The Pagan Christ Appendix C (Pages 211-213) by Tom Harpur
‘There are two oddities from the text of the New Testament itself. They fully support the thesis that the true background of the Jesus story is the eternal, spiritual Christ myth. Both come from the Book of Revelation — the book that Gerald Massey contended holds some of the earliest material in the entire corpus of New Testament writings.
‘a) Revelation 1:13, in the King James Version, says, “And I saw in the midst of the seven candlesticks one like unto the Son of Man, clothed with a garment down to the foot, and girt about the paps with a golden girdle.” “Paps” is the archaic word for a woman’s breasts. In the Greek, the word used is the plural mastos, which the lexicon defines as “the breast, esp., of the swelling breast of a woman.” Rarely, the plural was used to refer to a man’s breasts, but the prevailing sense is female. The fact that the figure in this passage from Revelation wore a “girdle,” or cincture, about the breasts — the modern equivalent would be a brassiere — confirms that the breasts in question are female. Indeed, the New English Bible translates the plural as though it were a singular — “with a golden girdle round his breast.” The New Revised Standard Version tries to avoid any embarrassment by wrongly translating it as “chest.” True, the word in Greek here for “girdle” is the same one used to describe John the Baptist’s girdle. But there it plainly says that it was wound about his loins, not his chest.
‘What makes me come down on the side of the KJV’s take — though preferring the translation of breasts to paps — is that something more than the surface meaning is at play here. Among the ancients, for centuries before the Christian era and contemporaneously with it, it was common to picture divinities with features of the opposite sex, denoting wholeness. For example, Horus was at times depicted with “the locks of girlhood.” The male gods Bacchus and Serapis often appear with breasts, and Venus, goddess of love for the Romans, is sometimes depicted with a beard.
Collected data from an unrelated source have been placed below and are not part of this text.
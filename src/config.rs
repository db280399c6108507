//! Pipeline configuration.
//!
//! Everything a run needs besides its inputs lives in [`PipelineConfig`];
//! there is no process-wide state.
//!
//! # Example
//!
//! ```rust
//! use chatnorm::config::{ErrorPolicy, PipelineConfig};
//!
//! let config = PipelineConfig::new()
//!     .with_error_policy(ErrorPolicy::Skip)
//!     .with_parallel(true);
//!
//! assert!(config.error_policy.skips());
//! ```

use serde::{Deserialize, Serialize};

/// What to do when a single event fails to decode or classify.
#[derive(Debug, Clone, Copy, PartialEq, Eq, Hash, Default, Serialize, Deserialize)]
#[cfg_attr(feature = "cli", derive(clap::ValueEnum))]
#[serde(rename_all = "lowercase")]
pub enum ErrorPolicy {
    /// Stop the whole run on the first failing event (default).
    #[default]
    Abort,

    /// Log the failure, omit the event, and keep going.
    #[serde(alias = "skip-and-report")]
    #[cfg_attr(feature = "cli", value(alias = "skip-and-report"))]
    Skip,
}

impl ErrorPolicy {
    /// Returns `true` if failing events are skipped rather than fatal.
    pub fn skips(self) -> bool {
        matches!(self, ErrorPolicy::Skip)
    }
}

impl std::fmt::Display for ErrorPolicy {
    fn fmt(&self, f: &mut std::fmt::Formatter<'_>) -> std::fmt::Result {
        match self {
            ErrorPolicy::Abort => write!(f, "abort"),
            ErrorPolicy::Skip => write!(f, "skip"),
        }
    }
}

impl std::str::FromStr for ErrorPolicy {
    type Err = String;

    fn from_str(s: &str) -> Result<Self, Self::Err> {
        match s.to_lowercase().as_str() {
            "abort" => Ok(ErrorPolicy::Abort),
            "skip" | "skip-and-report" => Ok(ErrorPolicy::Skip),
            _ => Err(format!(
                "Unknown error policy: '{}'. Expected one of: abort, skip",
                s
            )),
        }
    }
}

/// Configuration for a normalization run.
#[derive(Debug, Clone, Default, Serialize, Deserialize)]
#[serde(default)]
pub struct PipelineConfig {
    /// Per-event failure handling (default: abort)
    pub error_policy: ErrorPolicy,

    /// Process users concurrently (default: false).
    ///
    /// Only takes effect with the `parallel` feature; record order across
    /// users is then unspecified.
    pub parallel: bool,
}

impl PipelineConfig {
    /// Creates a new configuration with default values.
    pub fn new() -> Self {
        Self::default()
    }

    /// Sets the per-event error policy.
    #[must_use]
    pub fn with_error_policy(mut self, policy: ErrorPolicy) -> Self {
        self.error_policy = policy;
        self
    }

    /// Enables or disables per-user parallelism.
    #[must_use]
    pub fn with_parallel(mut self, enabled: bool) -> Self {
        self.parallel = enabled;
        self
    }
}

#[cfg(test)]
mod tests {
    use super::*;
    use std::str::FromStr;

    #[test]
    fn test_defaults() {
        let config = PipelineConfig::new();
        assert_eq!(config.error_policy, ErrorPolicy::Abort);
        assert!(!config.parallel);
    }

    #[test]
    fn test_builder() {
        let config = PipelineConfig::new()
            .with_error_policy(ErrorPolicy::Skip)
            .with_parallel(true);
        assert!(config.error_policy.skips());
        assert!(config.parallel);
    }

    #[test]
    fn test_policy_from_str() {
        assert_eq!(ErrorPolicy::from_str("ABORT").unwrap(), ErrorPolicy::Abort);
        assert_eq!(ErrorPolicy::from_str("skip").unwrap(), ErrorPolicy::Skip);
        assert_eq!(
            ErrorPolicy::from_str("skip-and-report").unwrap(),
            ErrorPolicy::Skip
        );
        assert!(ErrorPolicy::from_str("retry").is_err());
    }

    #[test]
    fn test_config_deserialize_partial() {
        let config: PipelineConfig = serde_json::from_str(r#"{"error_policy":"skip"}"#).unwrap();
        assert_eq!(config.error_policy, ErrorPolicy::Skip);
        assert!(!config.parallel);
    }
}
‘A deep esoteric point was being made. In ancient philosophy and religion, before Creation, God — all life — was seen as Father and Mother in one. Only by slow development did God become Mother and Father separately. The belief was that human beings too were androgynous before a bifurcation took place and they were split into separate sexes. Since there are many other references in Revelation that betray the author’s deep knowledge of so-called Pagan symbolism, it’s quite possible that the Son of Man figure with breasts echoes this primal oneness theme. In any case, this figure of the Christos is by no means any historical man. It’s an archetype of the spiritual, timeless Christ of the myth.’
[My own take on this is fully explored in The Star of Bethlehem, especially here.}
‘b) In Revelation 11:8, there is a most puzzling passage in which two “witnesses” are to be killed. “And their dead bodies shall lie in the street of the great city, which spiritually pneumatikos is called Sodom and Egypt, where also our Lord was crucified,” reads the text [my emphasis]. Once again, it must be stressed that the author is clearly concerned not with any historical events, or a “Jesus of history,” but with symbolism and allegory. Jerusalem, and not Sodom or Egypt, clearly is the location for the death of Jesus in all four Gospel accounts. Sodom and Egypt here are an esoteric, “spiritual,” or symbolic way of speaking of this earth and of time (as opposed to the heavenly realms and eternity). “Our Lord” here is once more not a “personal” Jesus but the eternal Christos.‘
A Quora Response (by Elhanan Boragin)
The verse specifically mentions the word ‘spiritually’. So it refers to a spiritual interpretation of the crucifixion of Jesus.
Sodom is a symbol of sin and perversion.
Egypt is a symbol of the worldly power and bondage to sin.
So it is in the secular realm and carnal lifestyle that Jesus is being crucified constantly. One needs to remember studying the New Testament that its authors were not familiar with Christian theology and doctrines. Those were developed a few centuries after their deaths. So this concept of Jesus being constantly crucified (not just a historical fact) is mentioned throughout epistles several times.